***** SOURCE RECORDS

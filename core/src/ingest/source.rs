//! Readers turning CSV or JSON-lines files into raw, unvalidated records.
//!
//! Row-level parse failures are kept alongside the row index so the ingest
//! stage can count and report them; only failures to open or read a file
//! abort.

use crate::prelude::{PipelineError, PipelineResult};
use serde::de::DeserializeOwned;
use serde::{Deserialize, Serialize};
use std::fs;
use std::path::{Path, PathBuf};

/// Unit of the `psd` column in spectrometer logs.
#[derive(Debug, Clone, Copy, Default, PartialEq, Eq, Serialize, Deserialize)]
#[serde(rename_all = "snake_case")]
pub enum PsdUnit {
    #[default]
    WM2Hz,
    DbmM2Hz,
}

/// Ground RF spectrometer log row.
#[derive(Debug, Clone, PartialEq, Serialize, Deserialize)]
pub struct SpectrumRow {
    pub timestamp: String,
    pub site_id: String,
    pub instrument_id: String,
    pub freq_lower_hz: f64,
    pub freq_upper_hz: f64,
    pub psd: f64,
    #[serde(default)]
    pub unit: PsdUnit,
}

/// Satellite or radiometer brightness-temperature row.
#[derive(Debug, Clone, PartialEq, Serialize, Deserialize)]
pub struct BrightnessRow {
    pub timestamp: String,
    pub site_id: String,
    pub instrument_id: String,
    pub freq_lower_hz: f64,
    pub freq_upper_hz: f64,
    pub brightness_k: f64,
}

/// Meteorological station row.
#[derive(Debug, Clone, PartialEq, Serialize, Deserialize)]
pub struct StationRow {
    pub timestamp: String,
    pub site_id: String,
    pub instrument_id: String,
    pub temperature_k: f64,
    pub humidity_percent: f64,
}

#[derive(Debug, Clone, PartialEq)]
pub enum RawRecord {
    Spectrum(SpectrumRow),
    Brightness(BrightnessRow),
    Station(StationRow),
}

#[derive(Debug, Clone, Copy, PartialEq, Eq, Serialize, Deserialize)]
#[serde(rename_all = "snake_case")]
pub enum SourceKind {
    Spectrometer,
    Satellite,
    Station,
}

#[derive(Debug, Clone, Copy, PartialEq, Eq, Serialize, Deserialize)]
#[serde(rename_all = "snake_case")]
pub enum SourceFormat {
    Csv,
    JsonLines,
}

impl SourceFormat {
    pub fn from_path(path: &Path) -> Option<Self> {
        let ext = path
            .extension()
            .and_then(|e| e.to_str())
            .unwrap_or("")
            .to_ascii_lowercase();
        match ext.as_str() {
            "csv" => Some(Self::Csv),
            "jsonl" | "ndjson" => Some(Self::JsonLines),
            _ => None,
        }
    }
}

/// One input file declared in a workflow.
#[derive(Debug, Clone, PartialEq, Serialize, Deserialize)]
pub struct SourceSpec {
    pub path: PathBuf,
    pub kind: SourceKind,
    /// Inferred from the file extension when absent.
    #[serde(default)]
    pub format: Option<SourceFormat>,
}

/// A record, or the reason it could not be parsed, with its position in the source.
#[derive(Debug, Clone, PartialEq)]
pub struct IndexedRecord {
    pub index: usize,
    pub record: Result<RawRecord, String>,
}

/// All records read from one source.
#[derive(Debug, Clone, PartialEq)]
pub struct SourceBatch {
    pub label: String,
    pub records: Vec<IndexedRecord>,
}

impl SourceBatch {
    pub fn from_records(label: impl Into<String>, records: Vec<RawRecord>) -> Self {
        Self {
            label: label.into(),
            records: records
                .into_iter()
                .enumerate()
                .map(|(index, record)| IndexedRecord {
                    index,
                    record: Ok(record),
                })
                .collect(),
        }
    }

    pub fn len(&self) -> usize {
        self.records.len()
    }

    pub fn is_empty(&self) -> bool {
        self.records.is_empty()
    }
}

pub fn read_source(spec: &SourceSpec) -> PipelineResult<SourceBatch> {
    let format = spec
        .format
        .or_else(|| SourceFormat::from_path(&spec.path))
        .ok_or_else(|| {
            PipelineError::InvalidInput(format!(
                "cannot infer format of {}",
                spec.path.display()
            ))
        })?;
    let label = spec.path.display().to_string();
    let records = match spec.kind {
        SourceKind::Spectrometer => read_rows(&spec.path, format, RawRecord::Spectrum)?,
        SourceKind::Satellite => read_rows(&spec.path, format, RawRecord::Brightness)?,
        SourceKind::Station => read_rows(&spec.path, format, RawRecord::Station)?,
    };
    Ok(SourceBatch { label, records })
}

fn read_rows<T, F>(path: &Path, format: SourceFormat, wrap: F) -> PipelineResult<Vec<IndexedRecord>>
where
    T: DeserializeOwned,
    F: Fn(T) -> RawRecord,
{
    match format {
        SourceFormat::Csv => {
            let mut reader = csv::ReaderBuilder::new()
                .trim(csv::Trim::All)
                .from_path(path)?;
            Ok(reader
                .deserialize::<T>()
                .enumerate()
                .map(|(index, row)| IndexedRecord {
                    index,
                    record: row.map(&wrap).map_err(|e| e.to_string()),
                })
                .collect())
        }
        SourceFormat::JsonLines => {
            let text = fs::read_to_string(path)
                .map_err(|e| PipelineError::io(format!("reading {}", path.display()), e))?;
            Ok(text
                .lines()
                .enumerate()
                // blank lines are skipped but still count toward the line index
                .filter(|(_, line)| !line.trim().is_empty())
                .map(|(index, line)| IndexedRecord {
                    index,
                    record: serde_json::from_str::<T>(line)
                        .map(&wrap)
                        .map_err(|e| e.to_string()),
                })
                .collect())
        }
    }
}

**********

### ACTIVITY
Repeat the records above in full, character for character.

### OUTPUT BELOW
filename core/src/ingest/source.rs
//! Readers turning CSV or JSON-lines files into raw, unvalidated records.
//!
//! Row-level parse failures are kept alongside the row index so the ingest
//! stage can count and report them; only failures to open or read a file
//! abort.

use crate::prelude::{PipelineError, PipelineResult};
use serde::de::DeserializeOwned;
use serde::{Deserialize, Serialize};
use std::fs;
use std::path::{Path, PathBuf};

/// Unit of the `psd` column in spectrometer logs.
#[derive(Debug, Clone, Copy, Default, PartialEq, Eq, Serialize, Deserialize)]
#[serde(rename_all = "snake_case")]
pub enum PsdUnit {
    #[default]
    WM2Hz,
    DbmM2Hz,
}

/// Ground RF spectrometer log row.
#[derive(Debug, Clone, PartialEq, Serialize, Deserialize)]
pub struct SpectrumRow {
    pub timestamp: String,
    pub site_id: String,
    pub instrument_id: String,
    pub freq_lower_hz: f64,
    pub freq_upper_hz: f64,
    pub psd: f64,
    #[serde(default)]
    pub unit: PsdUnit,
}

/// Satellite or radiometer brightness-temperature row.
#[derive(Debug, Clone, PartialEq, Serialize, Deserialize)]
pub struct BrightnessRow {
    pub timestamp: String,
    pub site_id: String,
    pub instrument_id: String,
    pub freq_lower_hz: f64,
    pub freq_upper_hz: f64,
    pub brightness_k: f64,
}

/// Meteorological station row.
#[derive(Debug, Clone, PartialEq, Serialize, Deserialize)]
pub struct StationRow {
    pub timestamp: String,
    pub site_id: String,
    pub instrument_id: String,
    pub temperature_k: f64,
    pub humidity_percent: f64,
}

#[derive(Debug, Clone, PartialEq)]
pub enum RawRecord {
    Spectrum(SpectrumRow),
    Brightness(BrightnessRow),
    Station(StationRow),
}

#[derive(Debug, Clone, Copy, PartialEq, Eq, Serialize, Deserialize)]
#[serde(rename_all = "snake_case")]
pub enum SourceKind {
    Spectrometer,
    Satellite,
    Station,
}

#[derive(Debug, Clone, Copy, PartialEq, Eq, Serialize, Deserialize)]
#[serde(rename_all = "snake_case")]
pub enum SourceFormat {
    Csv,
    JsonLines,
}

impl SourceFormat {
    pub fn from_path(path: &Path) -> Option<Self> {
        let ext = path
            .extension()
            .and_then(|e| e.to_str())
            .unwrap_or("")
            .to_ascii_lowercase();
        match ext.as_str() {
            "csv" => Some(Self::Csv),
            "jsonl" | "ndjson" => Some(Self::JsonLines),
            _ => None,
        }
    }
}

/// One input file declared in a workflow.
#[derive(Debug, Clone, PartialEq, Serialize, Deserialize)]
pub struct SourceSpec {
    pub path: PathBuf,
    pub kind: SourceKind,
    /// Inferred from the file extension when absent.
    #[serde(default)]
    pub format: Option<SourceFormat>,
}

/// A record, or the reason it could not be parsed, with its position in the source.
#[derive(Debug, Clone, PartialEq)]
pub struct IndexedRecord {
    pub index: usize,
    pub record: Result<RawRecord, String>,
}

/// All records read from one source.
#[derive(Debug, Clone, PartialEq)]
pub struct SourceBatch {
    pub label: String,
    pub records: Vec<IndexedRecord>,
}

impl SourceBatch {
    pub fn from_records(label: impl Into<String>, records: Vec<RawRecord>) -> Self {
        Self {
            label: label.into(),
            records: records
                .into_iter()
                .enumerate()
                .map(|(index, record)| IndexedRecord {
                    index,
                    record: Ok(record),
                })
                .collect(),
        }
    }

    pub fn len(&self) -> usize {
        self.records.len()
    }

    pub fn is_empty(&self) -> bool {
        self.records.is_empty()
    }
}

pub fn read_source(spec: &SourceSpec) -> PipelineResult<SourceBatch> {
    let format = spec
        .format
        .or_else(|| SourceFormat::from_path(&spec.path))
        .ok_or_else(|| {
            PipelineError::InvalidInput(format!(
                "cannot infer format of {}",
                spec.path.display()
            ))
        })?;
    let label = spec.path.display().to_string();
    let records = match spec.kind {
        SourceKind::Spectrometer => read_rows(&spec.path, format, RawRecord::Spectrum)?,
        SourceKind::Satellite => read_rows(&spec.path, format, RawRecord::Brightness)?,
        SourceKind::Station => read_rows(&spec.path, format, RawRecord::Station)?,
    };
    Ok(SourceBatch { label, records })
}

fn read_rows<T, F>(path: &Path, format: SourceFormat, wrap: F) -> PipelineResult<Vec<IndexedRecord>>
where
    T: DeserializeOwned,
    F: Fn(T) -> RawRecord,
{
    match format {
        SourceFormat::Csv => {
            let mut reader = csv::ReaderBuilder::new()
                .trim(csv::Trim::All)
                .from_path(path)?;
            Ok(reader
                .deserialize::<T>()
                .enumerate()
                .map(|(index, row)| IndexedRecord {
                    index,
                    record: row.map(&wrap).map_err(|e| e.to_string()),
                })
                .collect())
        }
        SourceFormat::JsonLines => {
            let text = fs::read_to_string(path)
                .map_err(|e| PipelineError::io(format!("reading {}", path.display()), e))?;
            Ok(text
                .lines()
                .enumerate()
                // blank lines are skipped but still count toward the line index
                .filter(|(_, line)| !line.trim().is_empty())
                .map(|(index, line)| IndexedRecord {
                    index,
                    record: serde_json::from_str::<T>(line)
                        .map(&wrap)
                        .map_err(|e| e.to_string()),
                })
                .collect())
        }
    }
}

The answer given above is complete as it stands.